Ao pé daquela montanha, você é como os cinco mil famintos, mas também um privilegiado por presenciar o milagre da multiplicação dos pães e dos peixes. E, mais do que presenciar, você também come e sacia a fome.
De repente, quando você ouve Jesus proclamar (sem microfone, sem alto-falante, sem sistema de som) a sexta e a décima bem-aventuranças — “bem-aventurados os que têm fome e sede de justiça, porque serão fartos” (Mateus 5:6); “bem-aventurados os que sofrem perseguição por causa da justiça, porque deles é o Reino dos Céus” (Mateus 5:10) —, duas perguntas inquietantes o consomem:
— A que justiça Jesus, como mestre das metáforas, se refere para que os bem-aventurados saciem a fome e a sede?
Você fica angustiado, porque a resposta não vem de imediato. Seu pensamento permanece apegado à justiça retributiva humana.
Incrível! Você está lá, participando daquele momento histórico, mas ainda não está inteiramente conectado — como esteve no show da banda Coldplay —, com o propósito do maior e mais extraordinário mestre das parábolas.
Pense comigo: ao adotar como metáfora duas necessidades humanas básicas (fome e sede), Jesus as associa à justiça — valor ético fundamental das relações sociais — para chamar a atenção de que a mais importante fome e sede de justiça é a espiritual, pois está alicerçada no amor e na graça divina.
Você continua lá, ao pé da montanha das bem-aventuranças, tentando decifrar o enigma da décima metáfora. Então surge outra inquietação, ainda mais intensa: será mesmo necessário sofrer perseguição por causa da justiça para ser bem-aventurado e alcançar o Reino dos Céus?
Sua cabeça — e confesso que comigo já aconteceu isso — entra em parafuso: será que, para ser merecedor do Reino dos Céus, o Criador primeiro permite o sofrimento e, depois, conforme a nossa resiliência, concede o prêmio da justiça divina?
Aliás, essa inquietação era constante na minha imaginação nos tempos de seminário. Hoje compreendo — porque o tempo de reflexão foi decisivo para entender a condição material e espiritual de cada pessoa — que Jesus não estabelecia o sofrimento humano como pré-requisito para a bem-aventurança e para o Reino dos Céus. Se assim fosse, ele teria sido um profeta do sofrimento, e não das bem-aventuranças.
Pois bem: você ouviu atentamente as bem-aventuranças e refletiu sobre a sexta e a décima. Ali não foi um show, e você não fez uma selfie com Jesus.
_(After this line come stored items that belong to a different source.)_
//! hubcheck - audit a GitHub organization against governance rules.

use std::path::PathBuf;
use std::process::ExitCode;

use anyhow::{bail, Context, Result};
use clap::{Parser, ValueEnum};
use hubcheck_core::{OutputFormat, Severity};
use tracing_subscriber::{layer::SubscriberExt, util::SubscriberInitExt, Layer};

mod commands;
mod config;

use crate::commands::Outcome;
use crate::config::{split_list, AuditConfig};

/// Check a GitHub organization and its repositories against security and
/// hygiene rules.
#[derive(Parser, Debug)]
#[command(name = "hubcheck")]
#[command(author, version, about, long_about = None)]
struct Cli {
    /// Organization login (required if the token has access to more than one)
    #[arg(long)]
    org: Option<String>,

    /// GitHub access token
    #[arg(long, env = "GITHUB_TOKEN", hide_env_values = true)]
    token: Option<String>,

    /// List all rules and exit
    #[arg(long)]
    rules: bool,

    /// Minimum severity shown in the report (debug, info, notice, warning, error)
    #[arg(long)]
    log_level: Option<Severity>,

    /// Minimum severity that fails the audit
    #[arg(long)]
    fail_level: Option<Severity>,

    /// `;`-separated globs of files to skip during content analysis
    #[arg(long)]
    ignore_files: Option<String>,

    /// Report files containing this term
    #[arg(long)]
    report_files_containing: Option<String>,

    /// GitHub API base URL
    #[arg(long)]
    api_url: Option<String>,

    /// Report format
    #[arg(long, value_enum)]
    format: Option<FormatArg>,

    /// Disable colored output
    #[arg(long)]
    no_color: bool,

    /// Configuration file (TOML or YAML)
    #[arg(short, long)]
    config: Option<PathBuf>,

    /// Increase verbosity (-v, -vv, -vvv)
    #[arg(short, long, action = clap::ArgAction::Count)]
    verbose: u8,

    /// Diagnostic log format on stderr
    #[arg(long, value_enum, default_value_t = LogFormat::Text)]
    log_format: LogFormat,
}

#[derive(Debug, Clone, Copy, ValueEnum)]
enum FormatArg {
    Markdown,
    Json,
}

impl From<FormatArg> for OutputFormat {
    fn from(arg: FormatArg) -> Self {
        match arg {
            FormatArg::Markdown => OutputFormat::Markdown,
            FormatArg::Json => OutputFormat::Json,
        }
    }
}

#[derive(Debug, Clone, Copy, PartialEq, Eq, ValueEnum)]
enum LogFormat {
    Text,
    Json,
}

impl Cli {
    /// Load the layered configuration and apply explicit flags on top.
    fn resolve_config(&self) -> Result<AuditConfig> {
        let mut config = AuditConfig::load(self.config.as_deref())?;
        self.apply(&mut config);
        Ok(config)
    }

    fn apply(&self, config: &mut AuditConfig) {
        if let Some(org) = &self.org {
            config.organization = Some(org.clone());
        }
        if let Some(level) = self.log_level {
            config.log_level = level;
        }
        if let Some(level) = self.fail_level {
            config.fail_level = level;
        }
        if let Some(list) = &self.ignore_files {
            config.ignore_files = split_list(list);
        }
        if let Some(term) = &self.report_files_containing {
            config.report_files_containing = term.clone();
        }
        if let Some(url) = &self.api_url {
            config.api_url = url.clone();
        }
        if let Some(format) = self.format {
            config.format = format.into();
        }
        if self.no_color {
            config.no_color = true;
        }
    }
}

fn tracing_directive(verbose: u8, display: Severity) -> String {
    let level = match verbose {
        0 if display == Severity::Debug => "debug",
        0 => "warn",
        1 => "info",
        2 => "debug",
        _ => "trace",
    };
    format!("hubcheck={level}")
}

fn init_tracing(verbose: u8, display: Severity, format: LogFormat) {
    let filter = tracing_subscriber::EnvFilter::try_from_default_env()
        .unwrap_or_else(|_| tracing_directive(verbose, display).into());

    let fmt_layer = match format {
        LogFormat::Text => tracing_subscriber::fmt::layer()
            .with_writer(std::io::stderr)
            .boxed(),
        LogFormat::Json => tracing_subscriber::fmt::layer()
            .json()
            .with_writer(std::io::stderr)
            .boxed(),
    };

    tracing_subscriber::registry()
        .with(fmt_layer)
        .with(filter)
        .init();
}

fn run(cli: &Cli, config: &AuditConfig) -> Result<Outcome> {
    if cli.rules {
        commands::list_rules(config)?;
        return Ok(Outcome::Passed);
    }

    let token = match cli.token.as_deref().map(str::trim) {
        Some(token) if !token.is_empty() => token,
        _ => bail!("{}", hubcheck_core::AuditError::MissingToken),
    };

    let runtime = tokio::runtime::Builder::new_current_thread()
        .enable_all()
        .build()
        .context("failed to start async runtime")?;
    runtime.block_on(commands::audit(config, token))
}

fn main() -> ExitCode {
    let cli = Cli::parse();

    let config = match cli.resolve_config() {
        Ok(config) => config,
        Err(e) => {
            eprintln!("Error: {e:#}");
            return ExitCode::from(2);
        }
    };

    init_tracing(cli.verbose, config.log_level, cli.log_format);

    match run(&cli, &config) {
        Ok(outcome) => outcome.into(),
        Err(e) => {
            tracing::error!(error = %format!("{e:#}"), "Fatal error");
            eprintln!("Error: {e:#}");
            ExitCode::from(2)
        }
    }
}

#[cfg(test)]
mod tests {
    use super::*;
    use clap::CommandFactory;

    #[test]
    fn test_cli_definition() {
        Cli::command().debug_assert();
    }

    #[test]
    fn test_flags_override_config() {
        let cli = Cli::try_parse_from([
            "hubcheck",
            "--org",
            "acme",
            "--log-level",
            "debug",
            "--fail-level",
            "error",
            "--ignore-files",
            "node_modules/**;dist/**",
            "--report-files-containing",
            "password",
            "--format",
            "json",
            "--no-color",
        ])
        .unwrap();

        let mut config = AuditConfig {
            organization: Some("globex".into()),
            ..Default::default()
        };
        cli.apply(&mut config);

        assert_eq!(config.organization.as_deref(), Some("acme"));
        assert_eq!(config.log_level, Severity::Debug);
        assert_eq!(config.fail_level, Severity::Error);
        assert_eq!(config.ignore_files, ["node_modules/**", "dist/**"]);
        assert_eq!(config.report_files_containing, "password");
        assert_eq!(config.format, OutputFormat::Json);
        assert!(config.no_color);
    }

    #[test]
    fn test_unset_flags_keep_config() {
        let cli = Cli::try_parse_from(["hubcheck", "--rules"]).unwrap();
        let mut config = AuditConfig::default();
        cli.apply(&mut config);
        assert_eq!(config, AuditConfig::default());
        assert!(cli.rules);
    }

    #[test]
    fn test_invalid_severity_flag() {
        assert!(Cli::try_parse_from(["hubcheck", "--log-level", "loud"]).is_err());
    }

    #[test]
    fn test_tracing_directive() {
        assert_eq!(tracing_directive(0, Severity::Info), "hubcheck=warn");
        assert_eq!(tracing_directive(0, Severity::Debug), "hubcheck=debug");
        assert_eq!(tracing_directive(1, Severity::Info), "hubcheck=info");
        assert_eq!(tracing_directive(5, Severity::Info), "hubcheck=trace");
    }

    #[test]
    fn test_missing_token_is_fatal() {
        let cli = Cli::try_parse_from(["hubcheck", "--token", " "]).unwrap();
        let err = run(&cli, &AuditConfig::default()).unwrap_err();
        assert!(err.to_string().contains("GITHUB_TOKEN"));
    }

    #[test]
    fn test_rule_listing_needs_no_token() {
        let cli = Cli::try_parse_from(["hubcheck", "--rules"]).unwrap();
        let outcome = run(&cli, &AuditConfig::default()).unwrap();
        assert_eq!(outcome, Outcome::Passed);
    }
}
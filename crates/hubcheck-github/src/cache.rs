//! Per-repository content tree cache.

use std::collections::HashMap;
use std::future::Future;
use std::sync::Arc;

use parking_lot::Mutex;
use tokio::sync::OnceCell;

use crate::contents::RepoDirEntry;
use crate::error::Result;

/// Shared, immutable content tree of one repository.
pub type ContentTree = Arc<[RepoDirEntry]>;

type Slot = Arc<OnceCell<ContentTree>>;

/// Write-once cache of recursive content listings keyed by `owner/repository`.
///
/// A slot is filled at most once; a failed fetch leaves it empty. Entries are
/// never invalidated.
#[derive(Debug, Default)]
pub struct ContentCache {
    slots: Mutex<HashMap<String, Slot>>,
}

impl ContentCache {
    /// Create an empty cache.
    pub fn new() -> Self {
        Self::default()
    }

    fn key(owner: &str, repo: &str) -> String {
        format!("{owner}/{repo}")
    }

    fn slot(&self, owner: &str, repo: &str) -> Slot {
        self.slots
            .lock()
            .entry(Self::key(owner, repo))
            .or_default()
            .clone()
    }

    /// Pre-populate the tree of a repository.
    ///
    /// Returns `false` if the repository was already cached.
    pub fn seed(&self, owner: &str, repo: &str, entries: Vec<RepoDirEntry>) -> bool {
        self.slot(owner, repo).set(entries.into()).is_ok()
    }

    /// Cached tree of a repository, if present.
    pub fn get(&self, owner: &str, repo: &str) -> Option<ContentTree> {
        self.slots
            .lock()
            .get(&Self::key(owner, repo))
            .and_then(|slot| slot.get().cloned())
    }

    /// Return the cached tree, running `fetch` to fill the slot on first use.
    ///
    /// Concurrent callers for the same repository wait on a single fetch.
    pub async fn get_or_fetch<F, Fut>(&self, owner: &str, repo: &str, fetch: F) -> Result<ContentTree>
    where
        F: FnOnce() -> Fut,
        Fut: Future<Output = Result<Vec<RepoDirEntry>>>,
    {
        let slot = self.slot(owner, repo);
        let tree = slot
            .get_or_try_init(move || async move { fetch().await.map(ContentTree::from) })
            .await?;
        Ok(tree.clone())
    }

    /// Number of repositories with a populated tree.
    pub fn len(&self) -> usize {
        self.slots
            .lock()
            .values()
            .filter(|slot| slot.initialized())
            .count()
    }

    /// Check if no tree has been cached yet.
    pub fn is_empty(&self) -> bool {
        self.len() == 0
    }
}

#[cfg(test)]
mod tests {
    use super::*;
    use crate::error::GitHubError;
    use std::sync::atomic::{AtomicUsize, Ordering};

    #[tokio::test]
    async fn test_fetch_runs_once_per_repository() {
        let cache = ContentCache::new();
        let calls = AtomicUsize::new(0);

        for _ in 0..3 {
            let tree = cache
                .get_or_fetch("acme", "widgets", || async {
                    calls.fetch_add(1, Ordering::SeqCst);
                    Ok(vec![RepoDirEntry::file("README.md", 10)])
                })
                .await
                .unwrap();
            assert_eq!(tree.len(), 1);
        }

        assert_eq!(calls.load(Ordering::SeqCst), 1);
        assert_eq!(cache.len(), 1);
    }

    #[tokio::test]
    async fn test_keys_are_scoped_by_owner() {
        let cache = ContentCache::new();
        cache.seed("acme", "widgets", vec![RepoDirEntry::file("a", 1)]);
        cache.seed("other", "widgets", vec![]);

        assert_eq!(cache.get("acme", "widgets").unwrap().len(), 1);
        assert_eq!(cache.get("other", "widgets").unwrap().len(), 0);
        assert!(cache.get("acme", "gadgets").is_none());
    }

    #[tokio::test]
    async fn test_seeded_cache_skips_fetch() {
        let cache = ContentCache::new();
        assert!(cache.seed("acme", "widgets", vec![RepoDirEntry::dir("src")]));
        assert!(!cache.seed("acme", "widgets", vec![]));

        let tree = cache
            .get_or_fetch("acme", "widgets", || async {
                Err(GitHubError::Network("must not be called".into()))
            })
            .await
            .unwrap();
        assert_eq!(tree[0].path, "src");
    }

    #[tokio::test]
    async fn test_failed_fetch_is_not_cached() {
        let cache = ContentCache::new();

        let result = cache
            .get_or_fetch("acme", "widgets", || async {
                Err(GitHubError::Network("connection reset".into()))
            })
            .await;
        assert!(result.is_err());
        assert!(cache.is_empty());

        let tree = cache
            .get_or_fetch("acme", "widgets", || async {
                Ok(vec![RepoDirEntry::file("a.txt", 1)])
            })
            .await
            .unwrap();
        assert_eq!(tree.len(), 1);
    }
}
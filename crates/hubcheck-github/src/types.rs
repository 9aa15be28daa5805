//! GitHub API response types.
//!
//! Only the fields the audit rules read are declared; everything else in the
//! payload is ignored. Settings that GitHub discloses to organization owners
//! only are optional.

use chrono::{DateTime, Utc};
use serde::{Deserialize, Serialize};

/// Settings snapshot of a GitHub organization.
#[derive(Debug, Clone, Default, PartialEq, Serialize, Deserialize)]
pub struct OrganizationData {
    pub login: String,
    #[serde(default)]
    pub id: u64,
    #[serde(default)]
    pub name: Option<String>,
    #[serde(default)]
    pub description: Option<String>,
    #[serde(default)]
    pub html_url: Option<String>,
    #[serde(default)]
    pub is_verified: Option<bool>,
    #[serde(default)]
    pub public_repos: Option<u64>,
    #[serde(default)]
    pub total_private_repos: Option<u64>,
    #[serde(default)]
    pub owned_private_repos: Option<u64>,
    #[serde(default)]
    pub collaborators: Option<u64>,
    #[serde(default)]
    pub plan: Option<OrganizationPlan>,
    #[serde(default)]
    pub created_at: Option<DateTime<Utc>>,
    #[serde(default)]
    pub updated_at: Option<DateTime<Utc>>,

    /// Base permission of members on all repositories (`read`, `write`, `admin`, `none`).
    #[serde(default)]
    pub default_repository_permission: Option<String>,
    #[serde(default)]
    pub two_factor_requirement_enabled: Option<bool>,
    #[serde(default)]
    pub members_can_create_repositories: Option<bool>,
    #[serde(default)]
    pub members_can_create_public_repositories: Option<bool>,
    #[serde(default)]
    pub members_can_create_private_repositories: Option<bool>,
    #[serde(default)]
    pub members_can_fork_private_repositories: Option<bool>,
}

/// Billing plan of an organization.
#[derive(Debug, Clone, Default, PartialEq, Serialize, Deserialize)]
pub struct OrganizationPlan {
    pub name: String,
    #[serde(default)]
    pub seats: Option<u64>,
    #[serde(default)]
    pub filled_seats: Option<u64>,
    #[serde(default)]
    pub private_repos: Option<u64>,
}

/// Metadata snapshot of a repository.
#[derive(Debug, Clone, Default, PartialEq, Serialize, Deserialize)]
pub struct RepositoryData {
    pub name: String,
    #[serde(default)]
    pub full_name: String,
    #[serde(default)]
    pub description: Option<String>,
    #[serde(default)]
    pub private: bool,
    /// `public`, `private` or `internal`.
    #[serde(default)]
    pub visibility: Option<String>,
    #[serde(default)]
    pub fork: bool,
    #[serde(default)]
    pub archived: bool,
    #[serde(default)]
    pub disabled: bool,
    #[serde(default)]
    pub is_template: bool,
    #[serde(default = "default_branch")]
    pub default_branch: String,
    #[serde(default)]
    pub topics: Vec<String>,
    #[serde(default)]
    pub html_url: Option<String>,
    #[serde(default)]
    pub license: Option<RepoLicense>,
    #[serde(default)]
    pub pushed_at: Option<DateTime<Utc>>,
    #[serde(default)]
    pub created_at: Option<DateTime<Utc>>,
    #[serde(default)]
    pub updated_at: Option<DateTime<Utc>>,
}

fn default_branch() -> String {
    "main".to_string()
}

impl RepositoryData {
    /// Whether the repository is visible to everyone.
    pub fn is_public(&self) -> bool {
        match self.visibility.as_deref() {
            Some(visibility) => visibility == "public",
            None => !self.private,
        }
    }
}

/// License detected on a repository.
#[derive(Debug, Clone, Default, PartialEq, Eq, Serialize, Deserialize)]
pub struct RepoLicense {
    pub key: String,
    pub name: String,
    #[serde(default)]
    pub spdx_id: Option<String>,
    #[serde(default)]
    pub url: Option<String>,
}

/// GitHub Actions permissions, for either an organization or a repository.
///
/// The organization endpoint reports `enabled_repositories`, the repository
/// endpoint reports `enabled`.
#[derive(Debug, Clone, Default, PartialEq, Eq, Serialize, Deserialize)]
pub struct ActionsPermissions {
    #[serde(default)]
    pub enabled_repositories: Option<String>,
    #[serde(default)]
    pub enabled: Option<bool>,
    #[serde(default)]
    pub allowed_actions: Option<String>,
}

impl ActionsPermissions {
    /// Whether Actions are turned off entirely.
    pub fn is_disabled(&self) -> bool {
        self.enabled == Some(false) || self.enabled_repositories.as_deref() == Some("none")
    }

    /// Whether Actions are either off or limited to an allow-list.
    pub fn is_restricted(&self) -> bool {
        self.is_disabled()
            || matches!(
                self.allowed_actions.as_deref(),
                Some("selected") | Some("local_only")
            )
    }
}

/// A member of an organization.
#[derive(Debug, Clone, PartialEq, Eq, Serialize, Deserialize)]
pub struct OrgMember {
    pub login: String,
    #[serde(default)]
    pub id: u64,
    #[serde(default)]
    pub site_admin: bool,
}

#[cfg(test)]
mod tests {
    use super::*;

    #[test]
    fn test_organization_without_owner_fields() {
        let json = r#"{"login":"acme","id":42,"public_repos":3,"created_at":"2020-01-01T00:00:00Z"}"#;
        let org: OrganizationData = serde_json::from_str(json).unwrap();
        assert_eq!(org.login, "acme");
        assert_eq!(org.id, 42);
        assert!(org.two_factor_requirement_enabled.is_none());
        assert!(org.default_repository_permission.is_none());
        assert!(org.created_at.is_some());
    }

    #[test]
    fn test_organization_with_owner_fields() {
        let json = r#"{
            "login": "acme",
            "id": 1,
            "default_repository_permission": "admin",
            "two_factor_requirement_enabled": true,
            "plan": {"name": "team", "seats": 10, "filled_seats": 4}
        }"#;
        let org: OrganizationData = serde_json::from_str(json).unwrap();
        assert_eq!(org.default_repository_permission.as_deref(), Some("admin"));
        assert_eq!(org.two_factor_requirement_enabled, Some(true));
        assert_eq!(org.plan.unwrap().filled_seats, Some(4));
    }

    #[test]
    fn test_repository_visibility() {
        let json = r#"{"name":"example","visibility":"public","license":null,"default_branch":"trunk"}"#;
        let repo: RepositoryData = serde_json::from_str(json).unwrap();
        assert!(repo.is_public());
        assert!(repo.license.is_none());
        assert_eq!(repo.default_branch, "trunk");

        let repo: RepositoryData =
            serde_json::from_str(r#"{"name":"secret","private":true}"#).unwrap();
        assert!(!repo.is_public());
        assert_eq!(repo.default_branch, "main");
    }

    #[test]
    fn test_actions_permissions_restriction() {
        let all = ActionsPermissions {
            enabled_repositories: Some("all".into()),
            allowed_actions: Some("all".into()),
            ..Default::default()
        };
        assert!(!all.is_restricted());

        let selected = ActionsPermissions {
            allowed_actions: Some("selected".into()),
            ..Default::default()
        };
        assert!(selected.is_restricted());

        let local = ActionsPermissions {
            enabled: Some(true),
            allowed_actions: Some("local_only".into()),
            ..Default::default()
        };
        assert!(local.is_restricted());

        let none = ActionsPermissions {
            enabled_repositories: Some("none".into()),
            ..Default::default()
        };
        assert!(none.is_disabled());
        assert!(none.is_restricted());

        let repo_off = ActionsPermissions {
            enabled: Some(false),
            ..Default::default()
        };
        assert!(repo_off.is_restricted());
    }
}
Mas concluiu que a metáfora sobre os perseguidos por causa da justiça é atemporal: Cristo apontou para a necessidade de vivermos de acordo com valores espirituais, conectados a Deus, em um mundo que frequentemente se opõe a eles e ainda coloca a materialidade como o maior valor da vida.
E agora a cápsula do tempo o traz de volta ao século XXI, com o desejo de ser um bem-aventurado que não viola os valores éticos da vida, mas também consciente — e espiritualmente fortalecido —, de que poderá sofrer perseguições por defender sua fé e sua esperança em Deus.